A neurotransmitter-gated ion channel.
61
What is the difference between neurotransmitter-gated and voltage-gated ion channels?
Neurotransmitter-gated channels open in response to ligand binding; voltage-gated channels open in response to membrane potential changes.
62
How does binding of acetylcholine to its receptor change membrane potential?
It opens Na⁺ channels, causing an influx of positive ions and depolarization.
63
What is the functional consequence of a depolarized postsynaptic membrane?
It may reach threshold and initiate an action potential.
64
How does the spinal cord function in unconscious processing?
Integrates reflexes and automatic responses without involving the brain.
65
What is the pathway of sensory input to the central nervous system?
Sensory neurons transmit signals from receptors to the spinal cord or cerebral hemispheres.
66
How do motor neurons produce muscle contractions?
They carry impulses from the cerebral hemispheres to skeletal muscles, causing contraction.
67
What is a nerve?
A bundle of sensory and motor nerve fibres enclosed in a protective sheath.
68
What is a pain reflex arc?
An involuntary response involving a sensory neuron, interneuron in the spinal cord, and a motor neuron activating skeletal muscle.
69
What components are involved in a reflex arc for pain?
Sensory receptor → sensory neuron → interneuron → motor neuron → skeletal muscle (effector)
70
What is the role of the cerebellum?
Coordinates skeletal muscle contraction and maintains balance.
71
How does the hypothalamus regulate the endocrine system?
It sends signals to the pituitary gland to control hormone secretion.
72
What part of the brain coordinates heart rate response to sensory input?
The medulla oblongata.
73
How is heart rate adjusted following sensory input?
The medulla sends nerve impulses to the heart to change stroke volume and heart rate.
74
How is ventilation rate controlled by the nervous system?
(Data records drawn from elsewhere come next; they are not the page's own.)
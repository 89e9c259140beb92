//! Signed fixed-point decimal with 18 fractional digits.
//!
//! Prices and fee rates are `Dec`s. The value is kept as a sign and a `U256`
//! magnitude scaled by 10^18, so `MaxPrice = 10^40` is representable. Products
//! with amounts are computed in 512 bits and every conversion back to an
//! integer amount names its rounding direction.

use crate::types::{Amount, U256};
use alloy::primitives::Uint;
use std::cmp::Ordering;
use std::fmt;
use std::str::FromStr;

type U512 = Uint<512, 8>;

/// Number of fractional digits.
pub const PRECISION: u32 = 18;

/// `10^exp` as a `U256`. `exp` must be at most 77.
pub(crate) fn pow10(exp: u32) -> U256 {
    (0..exp).fold(U256::from(1u64), |acc, _| acc * U256::from(10u64))
}

fn scale() -> U256 {
    pow10(PRECISION)
}

fn widen(value: U256) -> U512 {
    U512::from_limbs_slice(value.as_limbs())
}

fn narrow(value: U512) -> Option<U256> {
    U256::checked_from_limbs_slice(value.as_limbs())
}

/// `a * b / d`, rounded down or up. `None` on a zero divisor or if the result
/// does not fit 256 bits.
fn mul_div(a: U256, b: U256, d: U256, round_up: bool) -> Option<U256> {
    if d.is_zero() {
        return None;
    }
    let product = widen(a) * widen(b);
    let divisor = widen(d);
    let mut quotient = product / divisor;
    if round_up && !(product % divisor).is_zero() {
        quotient += U512::from(1u64);
    }
    narrow(quotient)
}

/// Errors from parsing a decimal string.
#[derive(Debug, Clone, PartialEq, Eq, thiserror::Error)]
pub enum DecParseError {
    #[error("empty decimal string")]
    Empty,
    #[error("invalid decimal string: {0}")]
    Invalid(String),
    #[error("too many fractional digits (max {PRECISION}): {0}")]
    TooPrecise(String),
    #[error("decimal out of range: {0}")]
    Overflow(String),
}

/// A signed decimal with 18 fractional digits.
///
/// Zero is never negative, so the derived equality is value equality.
#[derive(Debug, Clone, Copy, PartialEq, Eq, Hash, Default)]
pub struct Dec {
    negative: bool,
    raw: U256,
}

impl Dec {
    pub const ZERO: Self = Self {
        negative: false,
        raw: U256::ZERO,
    };

    pub fn one() -> Self {
        Self::from_raw(scale())
    }

    /// A non-negative decimal from its scaled representation.
    pub fn from_raw(raw: U256) -> Self {
        Self {
            negative: false,
            raw,
        }
    }

    /// A decimal from a sign and its scaled magnitude.
    pub fn from_raw_parts(negative: bool, raw: U256) -> Self {
        Self {
            negative: negative && !raw.is_zero(),
            raw,
        }
    }

    /// `value * 10^-prec`, e.g. `new_with_prec(-15, 4)` is `-0.0015`.
    ///
    /// Panics if `prec` exceeds [`PRECISION`].
    pub fn new_with_prec(value: i64, prec: u32) -> Self {
        assert!(prec <= PRECISION, "precision {prec} exceeds {PRECISION}");
        let raw = U256::from(value.unsigned_abs()) * pow10(PRECISION - prec);
        Self::from_raw_parts(value < 0, raw)
    }

    /// The decimal equal to an integer amount.
    pub fn from_int(value: Amount) -> Option<Self> {
        value.checked_mul(scale()).map(Self::from_raw)
    }

    pub fn from_u64(value: u64) -> Self {
        Self::from_raw(U256::from(value) * scale())
    }

    /// The scaled magnitude.
    pub fn raw(&self) -> U256 {
        self.raw
    }

    pub fn is_zero(&self) -> bool {
        self.raw.is_zero()
    }

    pub fn is_negative(&self) -> bool {
        self.negative
    }

    pub fn is_positive(&self) -> bool {
        !self.negative && !self.raw.is_zero()
    }

    pub fn neg(self) -> Self {
        Self::from_raw_parts(!self.negative, self.raw)
    }

    pub fn abs(self) -> Self {
        Self::from_raw(self.raw)
    }

    pub fn checked_add(self, other: Self) -> Option<Self> {
        if self.negative == other.negative {
            let raw = self.raw.checked_add(other.raw)?;
            return Some(Self::from_raw_parts(self.negative, raw));
        }
        if self.raw >= other.raw {
            Some(Self::from_raw_parts(self.negative, self.raw - other.raw))
        } else {
            Some(Self::from_raw_parts(other.negative, other.raw - self.raw))
        }
    }

    pub fn checked_sub(self, other: Self) -> Option<Self> {
        self.checked_add(other.neg())
    }

    /// Product of two decimals, truncated toward zero.
    pub fn checked_mul(self, other: Self) -> Option<Self> {
        let raw = mul_div(self.raw, other.raw, scale(), false)?;
        Some(Self::from_raw_parts(self.negative != other.negative, raw))
    }

    /// `floor(|self| * amount)`. The sign is ignored.
    pub fn mul_int_floor(&self, amount: Amount) -> Option<Amount> {
        mul_div(self.raw, amount, scale(), false)
    }

    /// `ceil(|self| * amount)`. The sign is ignored.
    pub fn mul_int_ceil(&self, amount: Amount) -> Option<Amount> {
        mul_div(self.raw, amount, scale(), true)
    }

    /// `floor(amount / |self|)`; `None` when `self` is zero.
    pub fn int_quo_floor(&self, amount: Amount) -> Option<Amount> {
        mul_div(amount, scale(), self.raw, false)
    }

    /// Integer part of the magnitude.
    pub fn truncate_int(&self) -> Amount {
        self.raw / scale()
    }
}

impl Ord for Dec {
    fn cmp(&self, other: &Self) -> Ordering {
        match (self.negative, other.negative) {
            (false, false) => self.raw.cmp(&other.raw),
            (true, true) => other.raw.cmp(&self.raw),
            (false, true) => Ordering::Greater,
            (true, false) => Ordering::Less,
        }
    }
}

impl PartialOrd for Dec {
    fn partial_cmp(&self, other: &Self) -> Option<Ordering> {
        Some(self.cmp(other))
    }
}

impl fmt::Display for Dec {
    fn fmt(&self, f: &mut fmt::Formatter<'_>) -> fmt::Result {
        let scale = scale();
        let int = self.raw / scale;
        let frac = self.raw % scale;
        if self.negative {
            write!(f, "-")?;
        }
        write!(f, "{int}")?;
        if !frac.is_zero() {
            let digits = format!("{:0>width$}", frac.to_string(), width = PRECISION as usize);
            write!(f, ".{}", digits.trim_end_matches('0'))?;
        }
        Ok(())
    }
}

impl FromStr for Dec {
    type Err = DecParseError;

    fn from_str(s: &str) -> Result<Self, Self::Err> {
        let (negative, body) = match s.strip_prefix('-') {
            Some(rest) => (true, rest),
            None => (false, s),
        };
        if body.is_empty() {
            return Err(DecParseError::Empty);
        }
        let (int_part, frac_part) = match body.split_once('.') {
            Some((int_part, frac_part)) if !frac_part.is_empty() => (int_part, frac_part),
            Some(_) => return Err(DecParseError::Invalid(s.to_string())),
            None => (body, ""),
        };
        let all_digits = |part: &str| part.chars().all(|c| c.is_ascii_digit());
        if int_part.is_empty() || !all_digits(int_part) || !all_digits(frac_part) {
            return Err(DecParseError::Invalid(s.to_string()));
        }
        if frac_part.len() > PRECISION as usize {
            return Err(DecParseError::TooPrecise(s.to_string()));
        }
        let digits = format!("{int_part}{frac_part:0<width$}", width = PRECISION as usize);
        let raw = digits
            .parse::<U256>()
            .map_err(|_| DecParseError::Overflow(s.to_string()))?;
        Ok(Self::from_raw_parts(negative, raw))
    }
}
Chemoreceptors send signals to the brainstem, which adjusts diaphragm and intercostal muscle activity.
75
Which parts of the digestive system are under voluntary nervous control?
Initiation of swallowing and egestion of faeces.
76
What is the role of the enteric nervous system (ENS)?
Controls involuntary peristalsis and coordinates gut motility between swallowing and egestion.
77
How does nervous signalling differ from hormonal signalling?
Nervous: fast, electrical, short-lasting, targeted. Hormonal: slow, chemical, long-lasting, widespread.